-- Aim of the exercise --
Once the line containing "are not counted" is found, set down that line and each one after it exactly, through the end of the entries.

-- Data records --
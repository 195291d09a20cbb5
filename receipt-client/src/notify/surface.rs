//! Where notifications are displayed

use std::fmt;
use std::sync::Arc;

use parking_lot::Mutex;
use serde::Serialize;
use shared::models::PrintOutcome;
use uuid::Uuid;

#[derive(Debug, Clone, Copy, PartialEq, Eq, Hash, Serialize)]
pub struct NotificationId(Uuid);

impl NotificationId {
    pub fn new() -> Self {
        Self(Uuid::new_v4())
    }
}

impl Default for NotificationId {
    fn default() -> Self {
        Self::new()
    }
}

impl fmt::Display for NotificationId {
    fn fmt(&self, f: &mut fmt::Formatter<'_>) -> fmt::Result {
        fmt::Display::fmt(&self.0, f)
    }
}

#[derive(Debug, Clone, Copy, PartialEq, Eq, Serialize)]
#[serde(rename_all = "lowercase")]
pub enum NotificationKind {
    Success,
    Error,
}

/// One on-screen status message
#[derive(Debug, Clone, PartialEq, Serialize)]
pub struct Notification {
    pub id: NotificationId,
    pub kind: NotificationKind,
    pub title: String,
    pub message: String,
    /// Raw error text, for diagnostics
    pub detail: Option<String>,
}

impl Notification {
    pub fn from_outcome(outcome: &PrintOutcome) -> Self {
        let (kind, title) = if outcome.success {
            (NotificationKind::Success, "Печать выполнена")
        } else {
            (NotificationKind::Error, "Ошибка печати")
        };
        Self {
            id: NotificationId::new(),
            kind,
            title: title.to_string(),
            message: outcome.message.clone(),
            detail: outcome.error.clone(),
        }
    }
}

/// Display target for notifications
pub trait NotificationSurface: Send + Sync {
    fn insert(&self, notification: Notification);

    /// Remove a notification; `false` when it was already gone
    fn remove(&self, id: NotificationId) -> bool;
}

/// Surface kept in memory, inspectable by the embedding application
#[derive(Debug, Clone, Default)]
pub struct InMemorySurface {
    inner: Arc<Mutex<SurfaceState>>,
}

#[derive(Debug, Default)]
struct SurfaceState {
    visible: Vec<Notification>,
    removals: usize,
}

impl InMemorySurface {
    pub fn new() -> Self {
        Self::default()
    }

    /// Notifications currently displayed, oldest first
    pub fn visible(&self) -> Vec<Notification> {
        self.inner.lock().visible.clone()
    }

    pub fn is_visible(&self, id: NotificationId) -> bool {
        self.inner.lock().visible.iter().any(|n| n.id == id)
    }

    /// Successful removals since creation; repeated removals of the same
    /// id are not counted
    pub fn removals(&self) -> usize {
        self.inner.lock().removals
    }
}

impl NotificationSurface for InMemorySurface {
    fn insert(&self, notification: Notification) {
        self.inner.lock().visible.push(notification);
    }

    fn remove(&self, id: NotificationId) -> bool {
        let mut state = self.inner.lock();
        let Some(pos) = state.visible.iter().position(|n| n.id == id) else {
            return false;
        };
        state.visible.remove(pos);
        state.removals += 1;
        true
    }
}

-- Reply --
    /// id are not counted
    pub fn removals(&self) -> usize {
        self.inner.lock().removals
    }
}

impl NotificationSurface for InMemorySurface {
    fn insert(&self, notification: Notification) {
        self.inner.lock().visible.push(notification);
    }

    fn remove(&self, id: NotificationId) -> bool {
        let mut state = self.inner.lock();
        let Some(pos) = state.visible.iter().position(|n| n.id == id) else {
            return false;
        };
        state.visible.remove(pos);
        state.removals += 1;
        true
    }
}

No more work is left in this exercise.